This is a technical analysis post by CoinDesk analyst and Chartered Market Technician Omkar Godbole.
It’s unusual to see ether , the world’s second-largest cryptocurrency by market cap, showing relative strength against market leader bitcoin on a day when the market is under pressure.
Today is exactly that rare instance. While bitcoin has slipped over 2% on the day to around $97,200, ether remains largely steady near $3,230, per data source CoinDesk. This divergence has lifted the ether-to-bitcoin (ETH/BTC) ratio by more than 2%, signaling ether’s outperformance.
With that in mind, here are three key charts worth keeping an eye on.
ETH/BTC ratio
The Binance-listed ratio is currently confined within a counter-trend downward channel, reflecting a pause following the sharp rally observed between May and August. The slope of this channel is relatively gentle, suggesting the price action is more of a consolidation phase rather than a full-fledged downtrend.

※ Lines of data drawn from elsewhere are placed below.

//! Schedule generation.
//!
//! Every schedule is a pure function of the variant, the content frame range
//! and the seed. Stride-based variants walk the source frames and repeat each
//! one `stride` times. Delivery-based variants run a simulated delivery clock
//! for `T = round(duration * display_fps)` ticks:
//!
//! ```text
//! clock += instantaneous_fps / display_fps          (every tick after 0)
//! floor(clock) increased  -> show live frame start + floor(tick * source_fps / display_fps)
//! otherwise               -> hold the previously shown frame
//! ```
//!
//! The clock is kept in integer units of `1 / display_fps` so holds never
//! depend on floating-point rounding.

use crate::schedule::{Schedule, TierPlan};
use crate::variant::VariantSpec;
use tracing::debug;
use vvplay_core::{ContentDescriptor, Result, VvError};

/// Random generator behind seeded variants. Recorded in every seeded schedule
/// so stored test vectors name the algorithm that produced them.
pub const RNG_ALGORITHM: &str = "wyrand/fastrand-2";

/// Builds schedules for one content frame range.
#[derive(Debug, Clone, Copy, PartialEq)]
pub struct ScheduleGenerator {
    start_frame: u32,
    last_frame: u32,
    source_fps: u32,
    display_fps: u32,
    duration_secs: f64,
}

impl ScheduleGenerator {
    /// Generator over `start..=last` captured at `source_fps`, displayed at the
    /// same rate.
    pub fn new(start_frame: u32, last_frame: u32, source_fps: u32) -> Result<Self> {
        if start_frame > last_frame {
            return Err(VvError::InvalidParameter(format!(
                "frame range {}..={} is inverted",
                start_frame, last_frame
            )));
        }
        if source_fps == 0 {
            return Err(VvError::InvalidParameter("source fps must be positive".into()));
        }
        let frames = (last_frame - start_frame + 1) as f64;
        Ok(Self {
            start_frame,
            last_frame,
            source_fps,
            display_fps: source_fps,
            duration_secs: frames / source_fps as f64,
        })
    }

    /// Generator matching a content descriptor (range, rate and duration).
    pub fn for_content(content: &ContentDescriptor) -> Self {
        Self {
            start_frame: content.start_frame(),
            last_frame: content.last_frame(),
            source_fps: content.nominal_fps(),
            display_fps: content.nominal_fps(),
            duration_secs: content.duration_secs(),
        }
    }

    pub fn with_display_fps(mut self, display_fps: u32) -> Result<Self> {
        if display_fps == 0 {
            return Err(VvError::InvalidParameter("display fps must be positive".into()));
        }
        self.display_fps = display_fps;
        Ok(self)
    }

    pub fn with_duration(mut self, duration_secs: f64) -> Result<Self> {
        if !(duration_secs.is_finite() && duration_secs > 0.0) {
            return Err(VvError::InvalidParameter(format!(
                "duration must be positive, got {}",
                duration_secs
            )));
        }
        self.duration_secs = duration_secs;
        Ok(self)
    }

    pub fn start_frame(&self) -> u32 {
        self.start_frame
    }

    pub fn last_frame(&self) -> u32 {
        self.last_frame
    }

    pub fn source_fps(&self) -> u32 {
        self.source_fps
    }

    pub fn display_fps(&self) -> u32 {
        self.display_fps
    }

    /// Tick count `T` of delivery-based schedules.
    pub fn delivery_ticks(&self) -> usize {
        ((self.duration_secs * self.display_fps as f64).round() as usize).max(1)
    }

    /// Ticks a source frame is held when playing at `fps`.
    #[inline]
    pub fn stride_for(&self, fps: u32) -> u32 {
        ((self.source_fps as f64 / fps.max(1) as f64).round() as u32).max(1)
    }

    /// Frame the delivery clock would show at `tick` if it were on time.
    #[inline]
    pub fn live_frame(&self, tick: usize) -> u32 {
        let offset = tick as u64 * self.source_fps as u64 / self.display_fps as u64;
        (self.start_frame as u64 + offset).min(self.last_frame as u64) as u32
    }

    /// Compute the whole schedule for `variant`.
    pub fn generate(&self, variant: &VariantSpec) -> Result<Schedule> {
        variant.validate()?;

        let schedule = match variant {
            VariantSpec::Baseline { fps } => {
                let stride = self.stride_for(*fps);
                Schedule::new(variant.clone(), self.stride_sequence(|_| stride), None, None)
            }
            VariantSpec::SingleDip {
                base_fps,
                dip_fps,
                window,
            } => {
                let base = self.stride_for(*base_fps);
                let dip = self.stride_for(*dip_fps);
                let indices =
                    self.stride_sequence(|src| if window.contains(src) { dip } else { base });
                Schedule::new(variant.clone(), indices, None, None)
            }
            VariantSpec::MicroStutter {
                base_fps,
                dip_fps,
                interval,
                widths,
            } => {
                let base = self.stride_for(*base_fps);
                let dip = self.stride_for(*dip_fps);
                let indices = self.stride_sequence(|src| {
                    let cycle = (src / interval) as usize;
                    let offset = src % interval;
                    if offset < widths[cycle % widths.len()] {
                        dip
                    } else {
                        base
                    }
                });
                Schedule::new(variant.clone(), indices, None, None)
            }
            VariantSpec::Jitter {
                target_fps,
                range,
                step_period,
                seed,
            } => {
                let ticks = self.delivery_ticks();
                let walk = jitter_walk(*target_fps, *range, *step_period, ticks, *seed);
                let step = *step_period as usize;
                let indices = self.delivery_sequence(ticks, |tick| walk[tick / step]);
                Schedule::new(variant.clone(), indices, None, Some(RNG_ALGORITHM))
            }
            VariantSpec::HardJitter { drop_ratio, seed } => {
                let ticks = self.delivery_ticks();
                let held = held_tick_mask(*drop_ratio, ticks, *seed);
                let display = self.display_fps;
                let indices =
                    self.delivery_sequence(ticks, |tick| if held[tick] { 0 } else { display });
                Schedule::new(variant.clone(), indices, None, Some(RNG_ALGORITHM))
            }
            VariantSpec::Stall { points } => {
                let indices = self.stride_sequence(|src| {
                    1 + points
                        .iter()
                        .filter(|p| p.at == src)
                        .map(|p| p.hold_ticks)
                        .sum::<u32>()
                });
                Schedule::new(variant.clone(), indices, None, None)
            }
            VariantSpec::VersionSwitch {
                segment_ticks,
                tiers,
            } => {
                let plan = TierPlan {
                    segment_ticks: *segment_ticks,
                    tiers: tiers.clone(),
                };
                Schedule::new(variant.clone(), self.stride_sequence(|_| 1), Some(plan), None)
            }
            VariantSpec::Looping { fps, loops } => {
                let stride = self.stride_for(*fps);
                let indices = self.stride_sequence(|_| stride).repeat(*loops as usize);
                Schedule::new(variant.clone(), indices, None, None)
            }
        };

        debug!(
            "Generated schedule {} ({} ticks, {} held)",
            schedule.name(),
            schedule.len(),
            schedule.hold_count()
        );
        Ok(schedule)
    }

    /// Repeat every source frame `stride_for(src)` times.
    fn stride_sequence(&self, mut stride_for: impl FnMut(u32) -> u32) -> Vec<u32> {
        let frames = (self.last_frame - self.start_frame + 1) as usize;
        let mut indices = Vec::with_capacity(frames * 2);
        for src in self.start_frame..=self.last_frame {
            let stride = stride_for(src).max(1) as usize;
            indices.extend(std::iter::repeat(src).take(stride));
        }
        indices
    }

    /// Run the delivery clock; `rate_at(tick)` is the instantaneous fps.
    fn delivery_sequence(&self, ticks: usize, mut rate_at: impl FnMut(usize) -> u32) -> Vec<u32> {
        let display = self.display_fps as u64;
        let mut indices = Vec::with_capacity(ticks);
        let mut clock: u64 = 0;
        let mut shown = self.start_frame;
        indices.push(shown);

        for tick in 1..ticks {
            let before = clock / display;
            clock += rate_at(tick) as u64;
            if clock / display > before {
                shown = self.live_frame(tick);
            }
            indices.push(shown);
        }
        indices
    }
}

/// Seeded bounded random walk, one rate per step period.
///
/// The table covers `ceil(ticks / step_period) + 1` steps; each step moves the
/// rate by -1, 0 or +1 and clamps it to `target ± range`.
pub fn jitter_walk(target_fps: u32, range: u32, step_period: u32, ticks: usize, seed: u64) -> Vec<u32> {
    let mut rng = fastrand::Rng::with_seed(seed);
    let steps = ticks.div_ceil(step_period.max(1) as usize) + 1;
    let lo = target_fps.saturating_sub(range).max(1) as i64;
    let hi = target_fps.saturating_add(range) as i64;

    let mut table = Vec::with_capacity(steps);
    let mut current = target_fps as i64;
    for _ in 0..steps {
        table.push(current as u32);
        let delta = rng.i64(-1..=1);
        current = (current + delta).clamp(lo, hi);
    }
    table
}

/// Seeded choice of exactly `round(drop_ratio * ticks)` held ticks, drawn
/// without replacement from ticks `1..ticks` (tick 0 always shows).
pub fn held_tick_mask(drop_ratio: f32, ticks: usize, seed: u64) -> Vec<bool> {
    let mut mask = vec![false; ticks];
    if ticks < 2 {
        return mask;
    }
    let mut candidates: Vec<usize> = (1..ticks).collect();
    let count = ((drop_ratio as f64 * ticks as f64).round() as usize).min(candidates.len());

    // Partial Fisher-Yates: the first `count` slots become the sample.
    let mut rng = fastrand::Rng::with_seed(seed);
    for i in 0..count {
        let j = rng.usize(i..candidates.len());
        candidates.swap(i, j);
    }
    for &tick in &candidates[..count] {
        mask[tick] = true;
    }
    mask
}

So, a breakout from this channel would confirm a renewed investor bias in favor of ether over bitcoin, suggesting further upside potential for the ETH/BTC ratio. Interestingly, the ratio’s MACD histogram appears poised to cross above zero, signaling a potential bullish shift in momentum.
Ether

Like the ether-bitcoin ratio, ether’s dollar-denominated price is also moving in a counter-trend downward channel, with signs of seller exhaustion near $3,000, as evident from the long tails attached to the recent daily candles.
This suggests a potential for price bounce, although a clean breakout from the channel is needed to confirm a broader bullish outlook.
XRP/BTC
A potential rally in ether, widely regarded as the leading altcoin, could spark rallies in other major tokens, particularly in the ratio between payments-focused XRP and bitcoin.

The ratio continues to coil in a four-year range, building momentum for a significant breakout. Should ether surge, this could act as a catalyst for a bullish resolution in the XRP/BTC ratio, potentially triggering notable gains.